### What to produce
Down to the last line, the material below should be reproduced exactly.

### Data shown
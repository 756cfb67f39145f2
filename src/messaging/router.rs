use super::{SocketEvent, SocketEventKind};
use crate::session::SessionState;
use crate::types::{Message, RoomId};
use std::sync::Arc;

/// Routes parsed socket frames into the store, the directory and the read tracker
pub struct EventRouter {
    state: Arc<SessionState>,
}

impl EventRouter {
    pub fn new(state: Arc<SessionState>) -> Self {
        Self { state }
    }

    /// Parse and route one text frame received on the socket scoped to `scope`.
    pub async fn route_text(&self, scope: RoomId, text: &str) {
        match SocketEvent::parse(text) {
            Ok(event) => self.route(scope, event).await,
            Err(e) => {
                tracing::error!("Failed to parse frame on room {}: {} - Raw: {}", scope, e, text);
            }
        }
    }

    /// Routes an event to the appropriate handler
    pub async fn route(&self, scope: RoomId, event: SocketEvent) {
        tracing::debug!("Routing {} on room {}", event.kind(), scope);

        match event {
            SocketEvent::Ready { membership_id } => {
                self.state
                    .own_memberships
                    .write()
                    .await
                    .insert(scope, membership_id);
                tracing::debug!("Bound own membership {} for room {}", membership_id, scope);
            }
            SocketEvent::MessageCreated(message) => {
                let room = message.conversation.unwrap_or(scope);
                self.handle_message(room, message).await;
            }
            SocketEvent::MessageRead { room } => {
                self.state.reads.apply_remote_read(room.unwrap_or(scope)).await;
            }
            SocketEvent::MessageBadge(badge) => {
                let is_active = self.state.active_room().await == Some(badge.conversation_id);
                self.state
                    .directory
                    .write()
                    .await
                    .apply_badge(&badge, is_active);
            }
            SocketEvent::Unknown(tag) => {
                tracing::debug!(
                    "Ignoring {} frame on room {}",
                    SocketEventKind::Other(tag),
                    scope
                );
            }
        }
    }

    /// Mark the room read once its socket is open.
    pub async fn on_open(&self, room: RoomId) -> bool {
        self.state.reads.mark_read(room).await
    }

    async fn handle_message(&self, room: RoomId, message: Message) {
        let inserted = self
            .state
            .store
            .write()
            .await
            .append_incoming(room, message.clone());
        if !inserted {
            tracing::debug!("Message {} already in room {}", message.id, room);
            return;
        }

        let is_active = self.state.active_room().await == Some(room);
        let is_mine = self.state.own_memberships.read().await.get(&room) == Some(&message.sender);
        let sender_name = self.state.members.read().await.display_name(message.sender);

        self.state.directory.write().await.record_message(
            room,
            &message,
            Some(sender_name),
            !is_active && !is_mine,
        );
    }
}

### Response
repository 756cfb67f39145f2
filename src/messaging/router.rs
use super::{SocketEvent, SocketEventKind};
use crate::session::SessionState;
use crate::types::{Message, RoomId};
use std::sync::Arc;

/// Routes parsed socket frames into the store, the directory and the read tracker
pub struct EventRouter {
    state: Arc<SessionState>,
}

impl EventRouter {
    pub fn new(state: Arc<SessionState>) -> Self {
        Self { state }
    }

    /// Parse and route one text frame received on the socket scoped to `scope`.
    pub async fn route_text(&self, scope: RoomId, text: &str) {
        match SocketEvent::parse(text) {
            Ok(event) => self.route(scope, event).await,
            Err(e) => {
                tracing::error!("Failed to parse frame on room {}: {} - Raw: {}", scope, e, text);
            }
        }
    }

    /// Routes an event to the appropriate handler
    pub async fn route(&self, scope: RoomId, event: SocketEvent) {
        tracing::debug!("Routing {} on room {}", event.kind(), scope);

        match event {
            SocketEvent::Ready { membership_id } => {
                self.state
                    .own_memberships
                    .write()
                    .await
                    .insert(scope, membership_id);
                tracing::debug!("Bound own membership {} for room {}", membership_id, scope);
            }
            SocketEvent::MessageCreated(message) => {
                let room = message.conversation.unwrap_or(scope);
                self.handle_message(room, message).await;
            }
            SocketEvent::MessageRead { room } => {
                self.state.reads.apply_remote_read(room.unwrap_or(scope)).await;
            }
            SocketEvent::MessageBadge(badge) => {
                let is_active = self.state.active_room().await == Some(badge.conversation_id);
                self.state
                    .directory
                    .write()
                    .await
                    .apply_badge(&badge, is_active);
            }
            SocketEvent::Unknown(tag) => {
                tracing::debug!(
                    "Ignoring {} frame on room {}",
                    SocketEventKind::Other(tag),
                    scope
                );
            }
        }
    }

    /// Mark the room read once its socket is open.
    pub async fn on_open(&self, room: RoomId) -> bool {
        self.state.reads.mark_read(room).await
    }

    async fn handle_message(&self, room: RoomId, message: Message) {
        let inserted = self
            .state
            .store
            .write()
            .await
            .append_incoming(room, message.clone());
        if !inserted {
            tracing::debug!("Message {} already in room {}", message.id, room);
            return;
        }

        let is_active = self.state.active_room().await == Some(room);
        let is_mine = self.state.own_memberships.read().await.get(&room) == Some(&message.sender);
        let sender_name = self.state.members.read().await.display_name(message.sender);

        self.state.directory.write().await.record_message(
            room,
            &message,
            Some(sender_name),
            !is_active && !is_mine,
        );
    }
}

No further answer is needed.